*What you need to do*
The lines from the first line of the entries through the line containing "for (key, child)" are to be repeated exactly, with both of those lines included.

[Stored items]
++++++++

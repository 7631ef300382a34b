//! Flattening of nested JSON into the bracket-notation query pairs the
//! content store's REST API parses (`where[and][0][_status][equals]=published`).

use serde_json::Value;
use storefront_core::Predicate;

/// Appends one `(key, value)` pair per scalar leaf of `value`.
///
/// Objects and arrays extend the key with `[name]` / `[index]`. `null`
/// becomes an empty value. Empty objects and arrays produce nothing.
pub fn flatten_json(prefix: &str, value: &Value, out: &mut Vec<(String, String)>) {
    match value {
        Value::Object(map) => {
            for (key, child) in map {
                flatten_json(&format!("{prefix}[{key}]"), child, out);
            }
        }
        Value::Array(items) => {
            for (index, child) in items.iter().enumerate() {
                flatten_json(&format!("{prefix}[{index}]"), child, out);
            }
        }
        Value::String(s) => out.push((prefix.to_owned(), s.clone())),
        Value::Number(n) => out.push((prefix.to_owned(), n.to_string())),
        Value::Bool(b) => out.push((prefix.to_owned(), b.to_string())),
        Value::Null => out.push((prefix.to_owned(), String::new())),
    }
}

/// Query pairs for a `where` clause built from `predicate`.
#[must_use]
pub fn where_pairs(predicate: &Predicate) -> Vec<(String, String)> {
    let mut pairs = Vec::new();
    flatten_json("where", &predicate.to_where(), &mut pairs);
    pairs
}
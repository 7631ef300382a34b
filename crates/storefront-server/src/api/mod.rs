mod blocks;
mod categories;
mod navigation;
mod shop;

use std::sync::Arc;

use axum::{
    http::{header, HeaderName, Method, StatusCode},
    response::IntoResponse,
    routing::{get, post},
    Extension, Json, Router,
};
use chrono::{DateTime, Utc};
use serde::Serialize;
use storefront_cms::{CmsClient, CmsError};
use storefront_core::AppConfig;
use tower::ServiceBuilder;
use tower_http::{compression::CompressionLayer, cors::CorsLayer, trace::TraceLayer};

use crate::middleware::{request_id, RequestId, REQUEST_ID_HEADER};

#[derive(Clone)]
pub struct AppState {
    pub cms: Arc<CmsClient>,
    pub config: Arc<AppConfig>,
}

#[derive(Debug, Serialize)]
pub struct ApiResponse<T: Serialize> {
    pub data: T,
    pub meta: ResponseMeta,
}

#[derive(Debug, Serialize)]
pub struct ResponseMeta {
    pub request_id: String,
    pub timestamp: DateTime<Utc>,
}

#[derive(Debug, Serialize)]
pub struct ApiError {
    pub error: ErrorBody,
    pub meta: ResponseMeta,
}

#[derive(Debug, Serialize)]
pub struct ErrorBody {
    pub code: String,
    pub message: String,
}

#[derive(Debug, Serialize, PartialEq, Eq)]
struct HealthData {
    status: &'static str,
}

impl ResponseMeta {
    pub(super) fn new(request_id: String) -> Self {
        Self {
            request_id,
            timestamp: Utc::now(),
        }
    }
}

impl<T: Serialize> ApiResponse<T> {
    pub(super) fn new(request_id: String, data: T) -> Self {
        Self {
            data,
            meta: ResponseMeta::new(request_id),
        }
    }
}

impl ApiError {
    pub fn new(
        request_id: impl Into<String>,
        code: impl Into<String>,
        message: impl Into<String>,
    ) -> Self {
        Self {
            error: ErrorBody {
                code: code.into(),
                message: message.into(),
            },
            meta: ResponseMeta::new(request_id.into()),
        }
    }
}

impl IntoResponse for ApiError {
    fn into_response(self) -> axum::response::Response {
        let status = match self.error.code.as_str() {
            "not_found" => StatusCode::NOT_FOUND,
            "bad_request" | "validation_error" => StatusCode::BAD_REQUEST,
            "upstream_error" => StatusCode::BAD_GATEWAY,
            _ => StatusCode::INTERNAL_SERVER_ERROR,
        };
        (status, Json(self)).into_response()
    }
}

pub(super) fn map_cms_error(request_id: String, error: &CmsError) -> ApiError {
    tracing::error!(request_id = %request_id, error = %error, "content store request failed");
    ApiError::new(request_id, "upstream_error", "content store request failed")
}

fn build_cors() -> CorsLayer {
    CorsLayer::new()
        .allow_origin(tower_http::cors::Any)
        .allow_methods([Method::GET, Method::POST])
        .allow_headers([
            header::CONTENT_TYPE,
            HeaderName::from_static(REQUEST_ID_HEADER),
        ])
        .expose_headers([HeaderName::from_static(REQUEST_ID_HEADER)])
}

pub fn build_app(state: AppState) -> Router {
    Router::new()
        .route("/api/v1/health", get(health))
        .route("/api/v1/shop", get(shop::shop_page))
        .route("/api/v1/search", get(shop::search))
        .route("/api/v1/categories", get(categories::list_categories))
        .route("/api/v1/navigation", get(navigation::navigation))
        .route(
            "/api/v1/blocks/featured-categories",
            post(blocks::featured_categories),
        )
        .layer(
            ServiceBuilder::new()
                .layer(TraceLayer::new_for_http())
                .layer(build_cors())
                .layer(axum::middleware::from_fn(request_id))
                .layer(CompressionLayer::new()),
        )
        .with_state(state)
}

async fn health(Extension(req_id): Extension<RequestId>) -> impl IntoResponse {
    Json(ApiResponse::new(req_id.0, HealthData { status: "ok" }))
}
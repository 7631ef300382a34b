use std::collections::HashMap;
use std::env::VarError;

use super::*;

fn lookup_from_map<'a>(
    map: &'a HashMap<&'a str, &'a str>,
) -> impl Fn(&str) -> Result<String, VarError> + 'a {
    move |key| {
        map.get(key)
            .map(|v| (*v).to_string())
            .ok_or(VarError::NotPresent)
    }
}

/// Returns a map with all required env vars populated with valid defaults.
fn full_env<'a>() -> HashMap<&'a str, &'a str> {
    let mut m = HashMap::new();
    m.insert("STOREFRONT_CMS_URL", "https://cms.example.com");
    m
}

#[test]
fn parse_environment_development() {
    assert_eq!(
        parse_environment("development").unwrap(),
        Environment::Development
    );
}

#[test]
fn parse_environment_test() {
    assert_eq!(parse_environment("test").unwrap(), Environment::Test);
}

#[test]
fn parse_environment_production() {
    assert_eq!(
        parse_environment("production").unwrap(),
        Environment::Production
    );
}

#[test]
fn parse_environment_unknown_fails() {
    let err = parse_environment("unknown").unwrap_err();
    assert!(matches!(err, ConfigError::InvalidEnvVar { ref var, .. } if var == "STOREFRONT_ENV"));
}

#[test]
fn build_app_config_fails_without_cms_url() {
    let map: HashMap<&str, &str> = HashMap::new();
    let result = build_app_config(lookup_from_map(&map));
    assert!(
        matches!(result, Err(ConfigError::MissingEnvVar(ref v)) if v == "STOREFRONT_CMS_URL"),
        "expected MissingEnvVar(STOREFRONT_CMS_URL), got: {result:?}"
    );
}

#[test]
fn build_app_config_treats_blank_cms_url_as_missing() {
    let mut map = full_env();
    map.insert("STOREFRONT_CMS_URL", "   ");
    let result = build_app_config(lookup_from_map(&map));
    assert!(
        matches!(result, Err(ConfigError::MissingEnvVar(ref v)) if v == "STOREFRONT_CMS_URL"),
        "expected MissingEnvVar(STOREFRONT_CMS_URL), got: {result:?}"
    );
}

#[test]
fn build_app_config_rejects_cms_url_without_scheme() {
    let mut map = full_env();
    map.insert("STOREFRONT_CMS_URL", "cms.example.com");
    let result = build_app_config(lookup_from_map(&map));
    assert!(
        matches!(result, Err(ConfigError::InvalidEnvVar { ref var, .. }) if var == "STOREFRONT_CMS_URL"),
        "expected InvalidEnvVar(STOREFRONT_CMS_URL), got: {result:?}"
    );
}

#[test]
fn build_app_config_fails_with_invalid_bind_addr() {
    let mut map = full_env();
    map.insert("STOREFRONT_BIND_ADDR", "not-a-socket-addr");
    let result = build_app_config(lookup_from_map(&map));
    assert!(
        matches!(result, Err(ConfigError::InvalidEnvVar { ref var, .. }) if var == "STOREFRONT_BIND_ADDR"),
        "expected InvalidEnvVar(STOREFRONT_BIND_ADDR), got: {result:?}"
    );
}

#[test]
fn build_app_config_succeeds_with_all_required_vars() {
    let map = full_env();
    let result = build_app_config(lookup_from_map(&map));
    assert!(result.is_ok(), "expected Ok, got: {result:?}");
    let cfg = result.unwrap();
    assert_eq!(cfg.env, Environment::Development);
    assert_eq!(cfg.bind_addr.to_string(), "0.0.0.0:3000");
    assert_eq!(cfg.log_level, "info");
    assert_eq!(cfg.cms_url, "https://cms.example.com");
    assert!(cfg.cms_api_key.is_none());
    assert_eq!(cfg.cms_request_timeout_secs, 15);
    assert_eq!(cfg.cms_user_agent, "storefront/0.1");
    assert_eq!(cfg.cms_max_retries, 2);
    assert_eq!(cfg.cms_retry_backoff_base_ms, 250);
    assert_eq!(cfg.shop_page_size, 10);
    assert_eq!(cfg.filter_category_limit, 50);
    assert_eq!(cfg.footer_category_limit, 6);
    assert_eq!(cfg.site.copyright_start_year, 2023);
    assert!(cfg.site.site_name.is_none());
    assert!(cfg.site.company_name.is_none());
}

#[test]
fn build_app_config_reads_site_names() {
    let mut map = full_env();
    map.insert("SITE_NAME", "Acme Supplies");
    map.insert("COMPANY_NAME", "Acme Pty Ltd");
    let cfg = build_app_config(lookup_from_map(&map)).unwrap();
    assert_eq!(cfg.site.site_name.as_deref(), Some("Acme Supplies"));
    assert_eq!(cfg.site.company_name.as_deref(), Some("Acme Pty Ltd"));
}

#[test]
fn build_app_config_ignores_blank_company_name() {
    let mut map = full_env();
    map.insert("COMPANY_NAME", "");
    let cfg = build_app_config(lookup_from_map(&map)).unwrap();
    assert!(cfg.site.company_name.is_none());
}

#[test]
fn build_app_config_cms_request_timeout_override() {
    let mut map = full_env();
    map.insert("STOREFRONT_CMS_REQUEST_TIMEOUT_SECS", "60");
    let cfg = build_app_config(lookup_from_map(&map)).unwrap();
    assert_eq!(cfg.cms_request_timeout_secs, 60);
}

#[test]
fn build_app_config_cms_request_timeout_invalid() {
    let mut map = full_env();
    map.insert("STOREFRONT_CMS_REQUEST_TIMEOUT_SECS", "not-a-number");
    let result = build_app_config(lookup_from_map(&map));
    assert!(
        matches!(result, Err(ConfigError::InvalidEnvVar { ref var, .. }) if var == "STOREFRONT_CMS_REQUEST_TIMEOUT_SECS"),
        "expected InvalidEnvVar(STOREFRONT_CMS_REQUEST_TIMEOUT_SECS), got: {result:?}"
    );
}

#[test]
fn build_app_config_cms_max_retries_invalid() {
    let mut map = full_env();
    map.insert("STOREFRONT_CMS_MAX_RETRIES", "-1");
    let result = build_app_config(lookup_from_map(&map));
    assert!(
        matches!(result, Err(ConfigError::InvalidEnvVar { ref var, .. }) if var == "STOREFRONT_CMS_MAX_RETRIES"),
        "expected InvalidEnvVar(STOREFRONT_CMS_MAX_RETRIES), got: {result:?}"
    );
}

#[test]
fn build_app_config_rejects_zero_page_size() {
    let mut map = full_env();
    map.insert("STOREFRONT_SHOP_PAGE_SIZE", "0");
    let result = build_app_config(lookup_from_map(&map));
    assert!(
        matches!(result, Err(ConfigError::InvalidEnvVar { ref var, .. }) if var == "STOREFRONT_SHOP_PAGE_SIZE"),
        "expected InvalidEnvVar(STOREFRONT_SHOP_PAGE_SIZE), got: {result:?}"
    );
}

#[test]
fn build_app_config_copyright_start_year_override() {
    let mut map = full_env();
    map.insert("STOREFRONT_COPYRIGHT_START_YEAR", "2019");
    let cfg = build_app_config(lookup_from_map(&map)).unwrap();
    assert_eq!(cfg.site.copyright_start_year, 2019);
}

#[test]
fn build_app_config_fails_on_invalid_storefront_env() {
    let mut map = full_env();
    map.insert("STOREFRONT_ENV", "producton");
    let result = build_app_config(lookup_from_map(&map));
    assert!(
        matches!(result, Err(ConfigError::InvalidEnvVar { ref var, .. }) if var == "STOREFRONT_ENV"),
        "expected InvalidEnvVar(STOREFRONT_ENV), got: {result:?}"
    );
}

#[test]
fn debug_output_redacts_api_key() {
    let mut map = full_env();
    map.insert("STOREFRONT_CMS_API_KEY", "super-secret");
    let cfg = build_app_config(lookup_from_map(&map)).unwrap();
    let debug = format!("{cfg:?}");
    assert!(!debug.contains("super-secret"));
    assert!(debug.contains("[redacted]"));
}
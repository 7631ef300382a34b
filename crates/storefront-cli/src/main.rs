mod shop;

use clap::{Args, Parser, Subcommand};
use tracing_subscriber::EnvFilter;

#[derive(Debug, Parser)]
#[command(name = "storefront-cli")]
#[command(about = "Storefront command line interface")]
struct Cli {
    #[command(subcommand)]
    command: Commands,
}

#[derive(Debug, Subcommand)]
enum Commands {
    /// Print the product query string the shop page would send, without any I/O
    Where {
        #[command(flatten)]
        filters: FilterArgs,
        /// Page size
        #[arg(long, default_value_t = 10)]
        limit: u32,
    },
    /// Run the shop query against the configured content store and print the cards
    Shop {
        #[command(flatten)]
        filters: FilterArgs,
        /// Page number (1-based)
        #[arg(long)]
        page: Option<u32>,
    },
}

/// Shop filters, mirroring the `/shop` URL parameters.
#[derive(Debug, Clone, Default, Args)]
struct FilterArgs {
    /// Search text matched against title and description
    #[arg(long)]
    q: Option<String>,
    /// Category document ID
    #[arg(long)]
    category: Option<String>,
    /// Lower price bound; ignored unless it starts with a number
    #[arg(long, allow_hyphen_values = true)]
    min_price: Option<String>,
    /// Upper price bound; ignored unless it starts with a number
    #[arg(long, allow_hyphen_values = true)]
    max_price: Option<String>,
    /// Only products with inventory
    #[arg(long)]
    in_stock: bool,
    /// Sort key, e.g. `-priceInUSD`
    #[arg(long, allow_hyphen_values = true)]
    sort: Option<String>,
}

impl FilterArgs {
    /// The flags as `/shop` query pairs.
    fn to_pairs(&self) -> Vec<(String, String)> {
        let mut pairs = Vec::new();
        let mut push = |key: &str, value: Option<&String>| {
            if let Some(value) = value {
                pairs.push((key.to_owned(), value.clone()));
            }
        };
        push("q", self.q.as_ref());
        push("category", self.category.as_ref());
        push("minPrice", self.min_price.as_ref());
        push("maxPrice", self.max_price.as_ref());
        push("sort", self.sort.as_ref());
        if self.in_stock {
            pairs.push(("inStock".to_owned(), "true".to_owned()));
        }
        pairs
    }
}

#[tokio::main]
async fn main() -> anyhow::Result<()> {
    let env_filter =
        EnvFilter::try_from_default_env().or_else(|_| EnvFilter::try_new("warn"))?;
    tracing_subscriber::fmt()
        .with_env_filter(env_filter)
        .with_writer(std::io::stderr)
        .init();

    let cli = Cli::parse();
    match cli.command {
        Commands::Where { filters, limit } => {
            println!("{}", shop::encode_where(&filters.to_pairs(), limit));
        }
        Commands::Shop { filters, page } => {
            let config = storefront_core::load_app_config()?;
            shop::run_shop(&config, &filters.to_pairs(), page).await?;
        }
    }

    Ok(())
}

++++++++

*Answer box*
repository 7631ef300382a34b
//! Flattening of nested JSON into the bracket-notation query pairs the
//! content store's REST API parses (`where[and][0][_status][equals]=published`).

use serde_json::Value;
use storefront_core::Predicate;

/// Appends one `(key, value)` pair per scalar leaf of `value`.
///
/// Objects and arrays extend the key with `[name]` / `[index]`. `null`
/// becomes an empty value. Empty objects and arrays produce nothing.
pub fn flatten_json(prefix: &str, value: &Value, out: &mut Vec<(String, String)>) {
    match value {
        Value::Object(map) => {
            for (key, child) in map {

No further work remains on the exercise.